Vocabulary Setup Guide
How to prepare and index standard clinical vocabularies for local concept mapping. This guide covers downloading OMOP vocabularies from Athena, building knowledge layer indexes, and configuring Portiere to use them.
Table of Contents
- Overview
- What Are Vocabularies?
- Quick Start: Build a Local Knowledge Layer
- Step 1: Download Vocabularies from Athena
- Step 2: Build a Knowledge Layer Index
- Step 3: Use the Knowledge Layer in Your Project
- Cross-Vocabulary Mapping with VocabularyBridge
- Advanced: Loading Concepts Programmatically
- Concept Record Format
- Adding Custom Vocabularies
- Backend Comparison
Overview
Portiere maps clinical codes (ICD-10, SNOMED, LOINC, etc.) to standard OMOP concepts using a knowledge layer -- a searchable index of vocabulary data. The knowledge layer requires pre-indexed vocabulary data to function.
Three search backends are available:
| Backend | Best For | Requirements |
|---|---|---|
| BM25s | Quick setup, keyword matching | None (pure Python) |
| FAISS | Semantic similarity, higher accuracy | pip install portiere-health[faiss] |
| Hybrid | Best accuracy (combines both) | FAISS + BM25s |
The SDK provides build_knowledge_layer() to automate the entire setup from an OHDSI Athena download.
What Are Vocabularies?
Clinical vocabularies are standardized coding systems used in healthcare. OMOP CDM uses these as target vocabularies:
| Vocabulary | Full Name | Domain | Example Codes |
|---|---|---|---|
| SNOMED | SNOMED CT | Clinical findings, procedures, anatomy | 73211009 (Diabetes mellitus) |
| LOINC | LOINC | Lab tests, clinical observations | 4548-4 (Hemoglobin A1c) |
| RxNorm | RxNorm | Medications, drug ingredients | 860975 (Metformin 500mg) |
| ICD10CM | ICD-10-CM | Diagnosis codes (US billing) | E11.9 (Type 2 diabetes) |
| CPT4 | CPT-4 | Procedure codes (US) | 99213 (Office visit) |
| HCPCS | HCPCS | Healthcare supplies and services | J0170 (Adrenalin injection) |
| NDC | National Drug Code | Drug packaging identifiers | 0378-4000-01 |
When Portiere maps a source code like E11.9, it searches the knowledge layer for the matching standard concept (e.g., SNOMED concept 201826 "Type 2 diabetes mellitus").

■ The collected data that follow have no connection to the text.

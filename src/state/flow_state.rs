//! Per-conversation context that outlives a single awaiting step.

use super::identity::{ConversationId, KeyScope};
use super::map::{StateMap, TrackedState};
use std::collections::HashMap;

/// What a piece of shared context is about.
#[derive(Clone, Copy, Debug, PartialEq, Eq, Hash)]
pub enum FlowEntity {
    /// The policy the user last opened with `/get`
    PolicyContext,
    /// Umbrella marker while a Base de Autos flow runs
    BaseAutos,
}

#[derive(Clone, Copy, Debug, PartialEq, Eq)]
pub enum BaseAutosKind {
    Registration,
    Assignment,
}

#[derive(Clone, Debug, PartialEq, Eq)]
pub enum FlowContext {
    OpenPolicy { number: String },
    BaseAutos(BaseAutosKind),
}

impl FlowContext {
    pub fn entity(&self) -> FlowEntity {
        match self {
            FlowContext::OpenPolicy { .. } => FlowEntity::PolicyContext,
            FlowContext::BaseAutos(_) => FlowEntity::BaseAutos,
        }
    }
}

/// Holds at most one context per entity per conversation.
#[derive(Debug)]
pub struct FlowStateManager {
    states: StateMap<HashMap<FlowEntity, FlowContext>>,
}

impl Default for FlowStateManager {
    fn default() -> Self {
        Self::new()
    }
}

impl FlowStateManager {
    pub fn new() -> Self {
        Self {
            states: StateMap::new("flow_state", KeyScope::User),
        }
    }

    pub fn save_state(&self, id: &ConversationId, context: FlowContext) {
        let entity = context.entity();
        let stored = self.states.update(id, |contexts| {
            contexts.insert(entity, context.clone());
        });
        if stored.is_none() {
            self.states.set(id, HashMap::from([(entity, context)]));
        }
    }

    pub fn get_state(&self, id: &ConversationId, entity: FlowEntity) -> Option<FlowContext> {
        self.states
            .get(id)
            .and_then(|contexts| contexts.get(&entity).cloned())
    }

    pub fn has_state(&self, id: &ConversationId, entity: FlowEntity) -> bool {
        self.get_state(id, entity).is_some()
    }

    /// Drop one entity's context. Returns whether it existed.
    pub fn clear_state(&self, id: &ConversationId, entity: FlowEntity) -> bool {
        let removed = self
            .states
            .update(id, |contexts| contexts.remove(&entity).is_some())
            .unwrap_or(false);

        let now_empty = self
            .states
            .get(id)
            .is_some_and(|contexts| contexts.is_empty());
        if now_empty {
            self.states.delete(id);
        }

        removed
    }

    /// Policy number of the policy currently open in this conversation.
    pub fn open_policy(&self, id: &ConversationId) -> Option<String> {
        match self.get_state(id, FlowEntity::PolicyContext)? {
            FlowContext::OpenPolicy { number } => Some(number),
            FlowContext::BaseAutos(_) => None,
        }
    }

    pub fn tracked(&self) -> &dyn TrackedState {
        &self.states
    }
}

#[cfg(test)]
mod tests {
    use super::*;

    #[test]
    fn test_entities_are_independent() {
        let manager = FlowStateManager::new();
        let id = ConversationId::new(10, Some(4), Some(1));

        manager.save_state(
            &id,
            FlowContext::OpenPolicy {
                number: "ABC123".to_string(),
            },
        );
        manager.save_state(&id, FlowContext::BaseAutos(BaseAutosKind::Registration));

        assert_eq!(manager.open_policy(&id).as_deref(), Some("ABC123"));
        assert!(manager.clear_state(&id, FlowEntity::BaseAutos));
        assert!(!manager.has_state(&id, FlowEntity::BaseAutos));
        assert!(manager.has_state(&id, FlowEntity::PolicyContext));
    }

    #[test]
    fn test_last_entity_cleared_removes_entry() {
        let manager = FlowStateManager::new();
        let id = ConversationId::new(10, None, Some(1));

        manager.save_state(&id, FlowContext::BaseAutos(BaseAutosKind::Assignment));
        manager.clear_state(&id, FlowEntity::BaseAutos);

        assert!(!manager.tracked().has(&id));
        assert!(!manager.clear_state(&id, FlowEntity::BaseAutos));
    }

    #[test]
    fn test_threads_do_not_share_context() {
        let manager = FlowStateManager::new();
        let topic_a = ConversationId::new(10, Some(1), Some(1));
        let topic_b = ConversationId::new(10, Some(2), Some(1));

        manager.save_state(
            &topic_a,
            FlowContext::OpenPolicy {
                number: "X1".to_string(),
            },
        );

        assert_eq!(manager.open_policy(&topic_b), None);
    }
}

Quick Start: Build a Local Knowledge Layer
If you already have an Athena download, you can build a knowledge layer in three lines:
from portiere.knowledge import build_knowledge_layer
# Parse Athena CSVs and create a BM25s index
paths = build_knowledge_layer(
athena_path="./data/athena/",
output_path="./data/vocab/",
backend="bm25s",
vocabularies=["SNOMED", "LOINC", "RxNorm", "ICD10CM"],
)
# Returns: {"bm25s_corpus_path": "./data/vocab/concepts.json"}
Then use the returned paths in your project config:
import portiere
from portiere.config import PortiereConfig, KnowledgeLayerConfig
from portiere.engines import PolarsEngine
config = PortiereConfig(
knowledge_layer=KnowledgeLayerConfig(backend="bm25s", **paths)
)
project = portiere.init(
name="My Project",
engine=PolarsEngine(),
vocabularies=["SNOMED", "LOINC", "RxNorm", "ICD10CM"],
config=config,
)
If you don't have an Athena download yet, follow the steps below.

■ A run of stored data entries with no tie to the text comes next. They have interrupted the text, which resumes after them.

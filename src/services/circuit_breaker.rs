//! Failure counter that stops calling a collaborator that keeps failing.

use std::sync::{Mutex, MutexGuard, PoisonError};
use std::time::{Duration, Instant};

#[derive(Debug, Default)]
struct BreakerState {
    failures: u32,
    last_failure: Option<Instant>,
    /// A half-open trial call is in flight
    probing: bool,
}

/// Opens after `threshold` consecutive failures and stays open for `reset_after`.
/// After that a single trial call is let through. Its success closes the
/// circuit, its failure opens it again for another `reset_after`.
#[derive(Debug)]
pub struct CircuitBreaker {
    state: Mutex<BreakerState>,
    threshold: u32,
    reset_after: Duration,
}

impl CircuitBreaker {
    pub fn new(threshold: u32, reset_after: Duration) -> Self {
        Self {
            state: Mutex::new(BreakerState::default()),
            threshold: threshold.max(1),
            reset_after,
        }
    }

    fn lock(&self) -> MutexGuard<'_, BreakerState> {
        self.state.lock().unwrap_or_else(PoisonError::into_inner)
    }

    pub fn is_open(&self) -> bool {
        let mut state = self.lock();
        if state.failures < self.threshold {
            return false;
        }
        let cooling = state
            .last_failure
            .is_some_and(|at| at.elapsed() < self.reset_after);
        if cooling || state.probing {
            return true;
        }
        state.probing = true;
        false
    }

    pub fn record_failure(&self) {
        let mut state = self.lock();
        state.failures = state.failures.saturating_add(1);
        state.last_failure = Some(Instant::now());
        state.probing = false;
    }

    pub fn record_success(&self) {
        *self.lock() = BreakerState::default();
    }
}

#[cfg(test)]
mod tests {
    use super::*;

    #[test]
    fn test_opens_at_threshold() {
        let breaker = CircuitBreaker::new(2, Duration::from_secs(60));

        breaker.record_failure();
        assert!(!breaker.is_open());
        breaker.record_failure();
        assert!(breaker.is_open());
    }

    #[test]
    fn test_success_closes() {
        let breaker = CircuitBreaker::new(1, Duration::from_secs(60));

        breaker.record_failure();
        breaker.record_success();

        assert!(!breaker.is_open());
    }

    #[test]
    fn test_half_open_admits_a_single_trial() {
        let breaker = CircuitBreaker::new(1, Duration::ZERO);
        breaker.record_failure();

        assert!(!breaker.is_open());
        assert!(breaker.is_open());

        breaker.record_success();
        assert!(!breaker.is_open());
        assert!(!breaker.is_open());
    }

    #[test]
    fn test_failed_trial_reopens() {
        let breaker = CircuitBreaker::new(1, Duration::from_millis(20));
        breaker.record_failure();
        std::thread::sleep(Duration::from_millis(30));

        assert!(!breaker.is_open());
        breaker.record_failure();

        assert!(breaker.is_open());
    }
}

Step 1: Download Vocabularies from Athena
OHDSI Athena (athena.ohdsi.org) is the official source for OMOP standard vocabularies.
1. Create an Account
Go to athena.ohdsi.org and register for a free account.
2. Select Vocabularies
Click "Download" in the top navigation. You'll see a list of available vocabularies. Check the ones you need:
- SNOMED CT -- Required for clinical findings and procedures. Requires a UMLS license (free for US users via uts.nlm.nih.gov).
- LOINC -- Required for lab test mappings.
- RxNorm -- Required for medication mappings.
- ICD10CM -- Required for US diagnosis code mappings.
- CPT4 -- Optional, for procedure codes. Requires an AMA license.
- HCPCS, NDC, ATC -- Optional, for additional coverage.
3. Download the Bundle
Click "Download Vocabularies". Athena bundles your selection into a zip file and sends a download link to your registered email. This may take a few minutes.
4. Extract the Download
mkdir -p ./data/athena
unzip vocabulary_download_*.zip -d ./data/athena/
5. Verify the Contents
Your ./data/athena/ directory should contain these key files:
| File | Description |
|---|---|
CONCEPT.csv | All concept records (concept_id, concept_name, domain_id, vocabulary_id, ...) |
CONCEPT_SYNONYM.csv | Alternative names for concepts |
CONCEPT_RELATIONSHIP.csv | Relationships between concepts (Maps to, Is a, etc.) |
CONCEPT_ANCESTOR.csv | Hierarchical ancestry |
VOCABULARY.csv | Vocabulary metadata |
Note: These are tab-delimited CSV files, not comma-delimited. The SDK handles this automatically.
Step 2: Build a Knowledge Layer Index
Use the SDK's build_knowledge_layer() function to parse the Athena CSV files and create backend-specific indexes.
Option A: BM25s (Simplest -- Recommended for Getting Started)
BM25s uses keyword-based search. No external services or GPU required.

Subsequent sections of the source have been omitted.